I vantaggi sono ovviamente di tipo organizzativo: migliore gestione del tempo più flessibile senza dover rendere conto a nessuno, fare un lavoro che piace, dare libero sfogo alla creatività, sostenere spese inferiori rispetto a una classica impresa. Sono sufficienti i soldi per avviare l’attività, le materie prime e la strumentazione. Tra gli svantaggi c’è la mancanza di uno stipendio fisso, infatti come per ogni altro imprenditore il proprio guadagno dipende dalla capacità di stare sul mercato e una grossa limitazione in questo senso è il divieto di esposizione in vetrina (oltre che di somministrazione). Non esiste un laboratorio aperto al pubblico o con passaggio, e questo implica che il nostro micro imprenditore dovrà essere bravo nel gestire il suo marketing, un sito e dei profili social per farsi conoscere oltre a fidelizzare la propria clientela. Si possono però vendere i propri prodotti attraverso canali quali mercati, e-commerce e stand in centri commerciali, e i destinatari possono essere sia privati che negozi, bar e ristoranti.

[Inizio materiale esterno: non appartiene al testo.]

impl Volume {
    /// New volume in `Creating`, not yet backed by any replica or nexus.
    pub(crate) fn new(uuid: VolumeId, spec: VolumeSpec, registry: Registry) -> Self {
        let size = spec.required_bytes;
        Self {
            uuid,
            registry,
            observed: Arc::new(Mutex::new(Observed {
                spec,
                size,
                state: BusVolumeState::Creating,
                published_on: None,
                share: Protocol::Off,
                nexus: None,
                replicas: HashMap::new(),
                pending_destroy: false,
            })),
            waiters: Default::default(),
            run_lock: Default::default(),
            rerun_requested: Default::default(),
        }
    }

    pub(crate) fn uuid(&self) -> &VolumeId {
        &self.uuid
    }
    pub(crate) fn registry(&self) -> &Registry {
        &self.registry
    }
    pub(crate) async fn lock(&self) -> MutexGuard<'_, Observed> {
        self.observed.lock().await
    }
    pub(crate) async fn snapshot(&self) -> Observed {
        self.observed.lock().await.clone()
    }

    /// Convert the current observed state to the wire representation.
    pub(crate) async fn to_bus(&self) -> BusVolume {
        let observed = self.snapshot().await;
        BusVolume {
            uuid: self.uuid.clone(),
            spec: observed.spec,
            size: observed.size,
            state: observed.state,
            published_on: observed.published_on,
            nexus: observed.nexus,
            replicas: observed.replicas.into_iter().map(|(_, r)| r).collect(),
        }
    }

    /// Request an FSA run. Never executed inline: posted onto a spawned
    /// task so the caller may complete several mutations before the FSA
    /// observes them. Only one run is ever active; a request arriving
    /// while a run is in progress just flips the rerun flag.
    pub(crate) fn request_fsa_run(&self) {
        match self.run_lock.clone().try_lock_owned() {
            Ok(guard) => {
                let volume = self.clone();
                tokio::spawn(async move {
                    volume.run_loop(guard).await;
                });
            }
            Err(_) => {
                self.rerun_requested.store(true, Ordering::SeqCst);
            }
        }
    }

    async fn run_loop(&self, mut guard: tokio::sync::OwnedMutexGuard<()>) {
        loop {
            self.rerun_requested.store(false, Ordering::SeqCst);
            if let Err(error) = super::fsa::run(self).await {
                tracing::error!(
                    "FSA run for volume '{}' failed: {}",
                    self.uuid,
                    error
                );
                self.schedule_retry();
            }
            if !self.rerun_requested.swap(false, Ordering::SeqCst) {
                break;
            }
        }
        let _ = &mut guard;
    }

    /// Rearm the FSA after a retry delay when an unhandled error left no
    /// delegated-op caller to report it to.
    fn schedule_retry(&self) {
        let volume = self.clone();
        tokio::spawn(async move {
            tokio::time::delay_for(std::time::Duration::from_secs(30)).await;
            volume.request_fsa_run();
        });
    }

    /// Publish the volume onto `target_node`, suspending until the FSA
    /// resolves the request. Cancels any in-flight unpublish.
    pub(crate) async fn publish(
        &self,
        target_node: Option<NodeId>,
        share: Protocol,
    ) -> Result<String, SvcError> {
        self.cancel(DelegatedOp::Unpublish, "superseded by a publish request")
            .await;
        let (tx, rx) = oneshot::channel();
        {
            let mut observed = self.observed.lock().await;
            observed.published_on = Some(
                target_node.unwrap_or_else(|| observed.spec.preferred_nodes
                    .first()
                    .cloned()
                    .unwrap_or_else(|| NodeId::from(""))),
            );
            observed.share = share;
            let mut waiters = self.waiters.lock().await;
            waiters.publish.push(tx);
        }
        self.request_fsa_run();
        rx.await.unwrap_or(Err(SvcError::Cancelled {
            vol_id: self.uuid.clone(),
            reason: "the volume was torn down while publishing".to_string(),
        }))
    }

    /// Unpublish the volume, suspending until the FSA tears the nexus
    /// down. Cancels any in-flight publish.
    pub(crate) async fn unpublish(&self) -> Result<(), SvcError> {
        self.cancel(DelegatedOp::Publish, "superseded by an unpublish request")
            .await;
        let (tx, rx) = oneshot::channel();
        {
            let mut observed = self.observed.lock().await;
            observed.published_on = None;
            let mut waiters = self.waiters.lock().await;
            waiters.unpublish.push(tx);
        }
        self.request_fsa_run();
        rx.await.unwrap_or(Err(SvcError::Cancelled {
            vol_id: self.uuid.clone(),
            reason: "the volume was torn down while unpublishing".to_string(),
        }))
    }

    /// Tear the volume down entirely, suspending until the FSA finishes.
    pub(crate) async fn destroy(&self) -> Result<(), SvcError> {
        self.cancel(DelegatedOp::Publish, "the volume is being destroyed").await;
        self.cancel(DelegatedOp::Unpublish, "the volume is being destroyed")
            .await;
        let (tx, rx) = oneshot::channel();
        {
            let mut observed = self.observed.lock().await;
            if observed.state == BusVolumeState::Creating {
                // defer: `create` checks this flag once it completes
                observed.pending_destroy = true;
            } else {
                observed.state = BusVolumeState::Destroying;
            }
            let mut waiters = self.waiters.lock().await;
            waiters.destroy.push(tx);
        }
        self.request_fsa_run();
        rx.await.unwrap_or(Err(SvcError::Cancelled {
            vol_id: self.uuid.clone(),
            reason: "the volume manager shut down while destroying".to_string(),
        }))
    }

    /// Cancel every in-flight waiter of the given kind with an explicit
    /// cancellation error.
    async fn cancel(&self, op: DelegatedOp, reason: &str) {
        let mut waiters = self.waiters.lock().await;
        let error = || SvcError::Cancelled {
            vol_id: self.uuid.clone(),
            reason: reason.to_string(),
        };
        match op {
            DelegatedOp::Publish => {
                for tx in waiters.publish.drain(..) {
                    let _ = tx.send(Err(error()));
                }
            }
            DelegatedOp::Unpublish => {
                for tx in waiters.unpublish.drain(..) {
                    let _ = tx.send(Err(error()));
                }
            }
            DelegatedOp::Destroy => {
                for tx in waiters.destroy.drain(..) {
                    let _ = tx.send(Err(error()));
                }
            }
        }
    }

    /// Resolve every waiter of the given kind with the same result, as
    /// the FSA does on reaching the matching transition.
    pub(crate) async fn complete_publish(&self, result: Result<String, SvcError>) {
        let mut waiters = self.waiters.lock().await;
        for tx in waiters.publish.drain(..) {
            let _ = tx.send(clone_result(&result));
        }
    }
    pub(crate) async fn complete_unpublish(&self, result: Result<(), SvcError>) {
        let mut waiters = self.waiters.lock().await;
        for tx in waiters.unpublish.drain(..) {
            let _ = tx.send(clone_unit_result(&result));
        }
    }
    pub(crate) async fn complete_destroy(&self, result: Result<(), SvcError>) {
        let mut waiters = self.waiters.lock().await;
        for tx in waiters.destroy.drain(..) {
            let _ = tx.send(clone_unit_result(&result));
        }
    }

    /// A replica this volume owns was observed for the first time, or
    /// reappeared after being missed by a sync; record it and rerun the FSA
    /// so it gets scored and, if needed, replaced.
    pub(crate) async fn new_replica(&self, replica: Replica) {
        self.observed
            .lock()
            .await
            .replicas
            .insert(replica.node.clone(), replica);
        self.request_fsa_run();
    }

    /// A replica this volume owns changed (share state, size, ...).
    pub(crate) async fn mod_replica(&self, replica: Replica) {
        self.observed
            .lock()
            .await
            .replicas
            .insert(replica.node.clone(), replica);
        self.request_fsa_run();
    }

    /// A replica this volume owns is gone; the FSA rerun will notice the
    /// shortfall and create a replacement if the volume is still healthy
    /// enough to need one.
    pub(crate) async fn del_replica(&self, replica: Replica) {
        self.observed.lock().await.replicas.remove(&replica.node);
        self.request_fsa_run();
    }

    /// This volume's nexus was observed for the first time. Only adopted if
    /// the FSA isn't already tracking one, so an externally observed nexus
    /// never clobbers a create that's still in flight.
    pub(crate) async fn new_nexus(&self, nexus: Nexus) {
        let mut observed = self.observed.lock().await;
        if observed.nexus.is_none() {
            observed.nexus = Some(nexus);
        }
        drop(observed);
        self.request_fsa_run();
    }

    /// This volume's nexus changed (a child faulted, was rebuilt, ...).
    pub(crate) async fn mod_nexus(&self, nexus: Nexus) {
        self.observed.lock().await.nexus = Some(nexus);
        self.request_fsa_run();
    }

    /// This volume's nexus is gone; the FSA rerun will recreate it if the
    /// volume is still meant to be published.
    pub(crate) async fn del_nexus(&self, nexus_id: &NexusId) {
        let mut observed = self.observed.lock().await;
        if observed.nexus.as_ref().map(|n| &n.uuid) == Some(nexus_id) {
            observed.nexus = None;
        }
        drop(observed);
        self.request_fsa_run();
    }

    pub(crate) async fn has_publish_waiter(&self) -> bool {
        !self.waiters.lock().await.publish.is_empty()
    }
    pub(crate) async fn has_destroy_waiter(&self) -> bool {
        !self.waiters.lock().await.destroy.is_empty()
    }
}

Importante è sottolineare che il maggior vantaggio lo ha il consumatore. Da un punto di vista normativo, infatti, per la tutela dei consumatori la parte della casa dedicata all’attività è sempre ispezionabile dall’Asl, per verificare il rispetto delle norme igienico-sanitarie, oltre a preconfezionare, etichettare e tracciare i prodotti, specificando la provenienza di ciascun ingrediente.

Per chi fosse interessato all’argomento, ecco qualche indicazione sintetica per capire meglio cos’è e come funziona dal punto di vista giuridico ed economico una microimpresa domestica:

  • La microimpresa domestica alimentare è un’attività di lavoro indipendente.
  • La microimpresa domestica alimentare è una piccola impresa inquadrabile nel settore artigianato, se il microimprenditore svolge l’attività “in misura prevalente, anche manuale, nel processo produttivo.”
  • La microimpresa domestica alimentare è considerata attività d’impresa a tutti gli effetti.
  • La microimpresa domestica va iscritta alla Camera di Commercio.
  • Il microimprenditore da un punto di vista giuridico è un piccolo imprenditore.
  • Il fallimento per un microimprenditore è assai difficile dal punto di vista giuridico.
  • La microimpresa domestica rientra nell’attività d’impresa e non di lavoro autonomo occasionale.
  • La denominazione «piccola e media impresa» (PMI) è una classificazione di tipo economico.
  • La definizione data dal codice civile a proposito del «piccolo imprenditore» identifica uno «status» giuridico.
  • Secondo l’Unione Europea una microimpresa è definita come un’impresa il cui organico sia inferiore a 10 persone e il cui fatturato o il totale di bilancio annuale non superi 2 milioni di euro.